Arteriocyte and Aastrom are already in clinical trials. Gamida, Athersys, Aastrom and others promise techniques to expand cell populations. Gamida is pursuing expansion of a holy grail: cord blood. Stemcyte, the big umbilical cord banking company, is looking into trials in spinal cord injury and stroke.

Stematix wants to work with governments to send medical tourists to get procedures in regulated countries outside the US, focusing on Mexico, Singapore and Greece.

Spanish company Cellerix is using mesenchymal stem cells collected and expanded from a patient's fat to treat complex perianal fistula, a condition in which the contents of the large intestine exit the body through an opening besides the anus. The company is evaluating its product in several clinical trials and has orphan drug designation in Europe. Roche and Novartis have signed on as investors, and its last funding round was oversubscribed, says CEO Eduardo Bravo. Even so, he noted that his and the other companies won't have an easy ride to financial stability.

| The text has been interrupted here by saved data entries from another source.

//! ChatSession: the orchestrator and the only mutation path for chat state.
//!
//! The session owns every mutable field (socket handle, ids, flags, timers)
//! and is driven by four kinds of input, all on the single event loop:
//! public operations from the host UI, [`SocketEvent`]s, storage-change
//! notifications from other tabs, and [`ChatSession::tick`] when the nearest
//! deadline reported by [`ChatSession::next_deadline`] has passed.
//!
//! No operation returns an error. Failures become state, or are logged.

use std::rc::Rc;

use chat_types::config::ChatConfig;
use chat_types::envelope::{InboundEnvelope, OutboundEnvelope};
use chat_types::message::Message;
use chat_types::session::{SessionDescriptor, SessionStatus};

use crate::event_bus::{ChatEvent, EventBus};
use crate::link::{LinkInput, SocketLink};
use crate::ports::{Clock, KeyValueStore, SocketEvent, SocketPort};
use crate::receipts::ReadReceiptBatcher;
use crate::reconciler;
use crate::reducer::{self, Effect, ReduceContext};
use crate::state::{ActiveBump, ChatSnapshot, ChatState, Identity, Phase, RatingState};
use crate::store::{DraftStore, SessionStore, StorageChange};
use crate::typing::TypingCoordinator;

/// Platform adapters the session runs on
#[derive(Clone)]
pub struct SessionPorts {
    pub storage: Rc<dyn KeyValueStore>,
    pub socket: Rc<dyn SocketPort>,
    pub clock: Rc<dyn Clock>,
}

/// The UI-relevant slice of state, compared before and after each input
#[derive(PartialEq)]
struct Observed {
    phase: Phase,
    input_enabled: bool,
    is_typing: bool,
    bump: Option<ActiveBump>,
    rating: RatingState,
}

struct PendingDraft {
    text: String,
    save_at: u64,
}

pub struct ChatSession {
    config: ChatConfig,
    store: SessionStore,
    drafts: DraftStore,
    link: SocketLink,
    clock: Rc<dyn Clock>,
    bus: EventBus,
    state: ChatState,
    typing: TypingCoordinator,
    receipts: ReadReceiptBatcher,
    pending_draft: Option<PendingDraft>,
    auto_started: bool,
    mounted: bool,
}
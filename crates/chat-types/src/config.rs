use serde::{Deserialize, Serialize};

use crate::i18n::Language;
use crate::{ChatError, Result};

const DEFAULT_STORAGE_KEY: &str = "support-chat:session";
const DEFAULT_SESSION_TTL_SECS: i64 = 24 * 60 * 60;
const EMBED_INIT_TYPE: &str = "gamblio-chat-init";

/// Top-level client configuration, resolved once before the session mounts
#[derive(Debug, Clone, PartialEq, Serialize, Deserialize)]
#[serde(default, rename_all = "camelCase")]
pub struct ChatConfig {
    /// Backend WebSocket endpoint. `None` or empty means not configured.
    pub ws_url: Option<String>,
    pub client_id: String,
    pub player_token: Option<String>,
    pub language: Language,
    pub storage_key: String,
    pub session_ttl_secs: i64,
    pub timing: TimingConfig,
}

impl Default for ChatConfig {
    fn default() -> Self {
        Self {
            ws_url: None,
            client_id: String::new(),
            player_token: None,
            language: Language::En,
            storage_key: DEFAULT_STORAGE_KEY.to_string(),
            session_ttl_secs: DEFAULT_SESSION_TTL_SECS,
            timing: TimingConfig::default(),
        }
    }
}

impl ChatConfig {
    pub fn endpoint(&self) -> Option<&str> {
        self.ws_url.as_deref().map(str::trim).filter(|u| !u.is_empty())
    }

    pub fn token(&self) -> Option<&str> {
        self.player_token.as_deref().filter(|t| !t.is_empty())
    }

    pub fn draft_key(&self) -> String {
        format!("{}:draft", self.storage_key)
    }
}

/// Quiet periods and delays, in milliseconds
#[derive(Debug, Clone, PartialEq, Eq, Serialize, Deserialize)]
#[serde(default, rename_all = "camelCase")]
pub struct TimingConfig {
    /// After the player sends, show "typing" if no agent reply arrived by then
    pub typing_delay_ms: u64,
    /// Quiet window that coalesces bursts of agent messages into one reveal
    pub reveal_quiet_ms: u64,
    /// Quiet window before visible message ids are flushed as read
    pub receipt_quiet_ms: u64,
    pub draft_quiet_ms: u64,
}

impl Default for TimingConfig {
    fn default() -> Self {
        Self {
            typing_delay_ms: 1500,
            reveal_quiet_ms: 1000,
            receipt_quiet_ms: 300,
            draft_quiet_ms: 500,
        }
    }
}

/// Bootstrap message posted by the host page into the embed frame
#[derive(Debug, Clone, Deserialize)]
#[serde(rename_all = "camelCase")]
pub struct EmbedInit {
    #[serde(rename = "type")]
    pub kind: String,
    pub client_id: String,
    #[serde(default)]
    pub player_token: Option<String>,
    #[serde(default)]
    pub language: Option<String>,
}

impl EmbedInit {
    /// Merge the host-supplied parameters over a base configuration.
    pub fn into_config(self, base: ChatConfig) -> Result<ChatConfig> {
        if self.kind != EMBED_INIT_TYPE {
            return Err(ChatError::Config(format!(
                "unexpected bootstrap message type: {}",
                self.kind
            )));
        }
        if self.client_id.trim().is_empty() {
            return Err(ChatError::Config("missing clientId".to_string()));
        }
        Ok(ChatConfig {
            client_id: self.client_id,
            player_token: self.player_token.filter(|t| !t.is_empty()),
            language: self
                .language
                .as_deref()
                .map(Language::from_code)
                .unwrap_or_default(),
            ..base
        })
    }
}
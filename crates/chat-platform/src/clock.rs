use chat_core::ports::Clock;

/// Wall clock backed by `Date.now()`
#[derive(Debug, Clone, Copy, Default)]
pub struct BrowserClock;

impl Clock for BrowserClock {
    fn now_ms(&self) -> u64 {
        js_sys::Date::now() as u64
    }
}
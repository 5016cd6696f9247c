//! In-memory storage backend.
//! Used when localStorage is missing or throws; nothing survives a reload.

use std::cell::RefCell;
use std::collections::HashMap;

use chat_core::ports::KeyValueStore;
use chat_types::Result;

pub struct MemoryStorage {
    data: RefCell<HashMap<String, String>>,
}

impl MemoryStorage {
    pub fn new() -> Self {
        Self {
            data: RefCell::new(HashMap::new()),
        }
    }
}

impl Default for MemoryStorage {
    fn default() -> Self {
        Self::new()
    }
}

impl KeyValueStore for MemoryStorage {
    fn get(&self, key: &str) -> Result<Option<String>> {
        Ok(self.data.borrow().get(key).cloned())
    }

    fn set(&self, key: &str, value: &str) -> Result<()> {
        self.data
            .borrow_mut()
            .insert(key.to_string(), value.to_string());
        Ok(())
    }

    fn remove(&self, key: &str) -> Result<()> {
        self.data.borrow_mut().remove(key);
        Ok(())
    }

    fn backend_name(&self) -> &str {
        "memory"
    }
}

“You will know the results,” he joked, “because either we will be here [at next year's summit] or we won't be here.”

There was even one unscheduled company claiming to have found an abundant yet secret source of embryonic-like stem cells. The cells don't have any of the expected cell surface markers, but they do make Oct4, said representatives of Parcell Laboratories, which, according to its website, has licensed ELA cells from Brigham and Women's Hospital. Details on the cells' behaviour are too vague to report just now.

At this summit last year, PrimeGen Biotech captured headlines and imaginations by announcing it had reprogrammed cells to pluripotency without using viruses and would soon be publishing results in a prestigious journal (see my blog entry and Nature story). Since then, the company does not appear to have published that paper (I searched PubMed and its website), and PrimeGen wasn't back at the summit this year.